Data entries:
----------------------------------------
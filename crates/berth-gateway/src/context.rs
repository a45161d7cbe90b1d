use crate::env::EnvResetPolicy;
use crate::network::{NetworkReactivation, NetworkSettings};
use berth_runtime::ContainerBackend;
use berth_schema::{ContainerId, ContainerName};
use std::collections::BTreeMap;

/// Host values captured once at agent startup.
#[derive(Debug, Clone, Default, PartialEq, Eq)]
pub struct HostEnvironment {
    pub session_bus: Option<String>,
    pub system_bus: Option<String>,
    pub pulse_server: Option<String>,
}

impl HostEnvironment {
    pub fn capture() -> Self {
        let var = |name: &str| std::env::var(name).ok().filter(|v| !v.is_empty());
        Self {
            session_bus: var("DBUS_SESSION_BUS_ADDRESS"),
            system_bus: var("DBUS_SYSTEM_BUS_ADDRESS"),
            pulse_server: var("PULSE_SERVER"),
        }
    }
}

/// Agent-wide choices that change how gateways merge configuration.
#[derive(Debug, Clone, Copy, Default, PartialEq, Eq)]
pub struct GatewayPolicy {
    pub env_reset: EnvResetPolicy,
    pub network_reactivation: NetworkReactivation,
    pub network: NetworkSettings,
}

/// What a gateway may touch while activating or tearing down.
pub struct GatewayContext<'a> {
    pub backend: &'a dyn ContainerBackend,
    pub id: ContainerId,
    pub name: &'a ContainerName,
    pub host: &'a HostEnvironment,
    /// Variables injected into every process launched in the container.
    pub env: &'a mut BTreeMap<String, String>,
}
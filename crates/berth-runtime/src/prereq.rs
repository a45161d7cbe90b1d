use std::fmt;
use std::process::Command;

/// A missing prerequisite with actionable install instructions.
#[derive(Debug)]
pub struct MissingPrereq {
    pub name: &'static str,
    pub purpose: &'static str,
    pub install_hint: &'static str,
}

impl fmt::Display for MissingPrereq {
    fn fmt(&self, f: &mut fmt::Formatter<'_>) -> fmt::Result {
        write!(
            f,
            "  - {}: {} (install: {})",
            self.name, self.purpose, self.install_hint
        )
    }
}

fn command_exists(name: &str) -> bool {
    Command::new("which")
        .arg(name)
        .output()
        .map(|o| o.status.success())
        .unwrap_or(false)
}

/// Safe wrapper around libc::geteuid().
#[allow(unsafe_code)]
fn effective_uid() -> u32 {
    // SAFETY: geteuid() takes no arguments, has no side effects and cannot fail.
    unsafe { libc::geteuid() }
}

const LXC_TOOLS: [&str; 9] = [
    "lxc-create",
    "lxc-start",
    "lxc-stop",
    "lxc-destroy",
    "lxc-attach",
    "lxc-freeze",
    "lxc-unfreeze",
    "lxc-cgroup",
    "lxc-ls",
];

/// Check all prerequisites for the LXC backend.
/// Returns a list of missing items. Empty list means all prerequisites are met.
pub fn check_lxc_prereqs(proxy_program: &str) -> Vec<MissingPrereq> {
    let mut missing = Vec::new();

    if effective_uid() != 0 {
        missing.push(MissingPrereq {
            name: "root privileges",
            purpose: "creating system containers, cgroups and device nodes",
            install_hint: "run the agent as root or from a privileged system unit",
        });
    }

    if LXC_TOOLS.iter().any(|tool| !command_exists(tool)) {
        missing.push(MissingPrereq {
            name: "lxc tools",
            purpose: "container creation, attach, freeze and cgroup control",
            install_hint: "apt install lxc | dnf install lxc | zypper install lxc",
        });
    }

    if !command_exists("lxc-device") {
        missing.push(MissingPrereq {
            name: "lxc-device",
            purpose: "exposing host device nodes to containers",
            install_hint: "part of the lxc package",
        });
    }

    if !command_exists(proxy_program) {
        missing.push(MissingPrereq {
            name: "dbus-proxy",
            purpose: "filtering D-Bus access from containers",
            install_hint: "install the dbus-proxy helper and put it on PATH",
        });
    }

    missing
}

/// Format a list of missing prerequisites into a user-friendly error message.
pub fn format_missing(missing: &[MissingPrereq]) -> String {
    use std::fmt::Write as _;
    let mut msg = String::from("missing prerequisites:\n");
    for m in missing {
        let _ = writeln!(msg, "{m}");
    }
    msg.push_str("\nContainers may fail to start until these are resolved.");
    msg
}

#[cfg(test)]
mod tests {
    use super::*;

    #[test]
    fn missing_prereq_display() {
        let m = MissingPrereq {
            name: "lxc tools",
            purpose: "containers",
            install_hint: "apt install lxc",
        };
        let s = format!("{m}");
        assert!(s.contains("lxc tools"));
        assert!(s.contains("containers"));
        assert!(s.contains("apt install lxc"));
    }

    #[test]
    fn format_missing_produces_readable_output() {
        let items = vec![
            MissingPrereq {
                name: "lxc tools",
                purpose: "containers",
                install_hint: "apt install lxc",
            },
            MissingPrereq {
                name: "dbus-proxy",
                purpose: "bus filtering",
                install_hint: "build it",
            },
        ];
        let output = format_missing(&items);
        assert!(output.contains("missing prerequisites:"));
        assert!(output.contains("lxc tools"));
        assert!(output.contains("dbus-proxy"));
    }

    #[test]
    fn unknown_proxy_program_is_reported() {
        let missing = check_lxc_prereqs("berth-surely-missing-proxy");
        assert!(missing.iter().any(|m| m.name == "dbus-proxy"));
    }
}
----------------------------------------
◆ Work order ◆
For every line above that holds the word "list", report the whole line.

◆ Task answer ◆
/// Returns a list of missing items. Empty list means all prerequisites are met.
/// Format a list of missing prerequisites into a user-friendly error message.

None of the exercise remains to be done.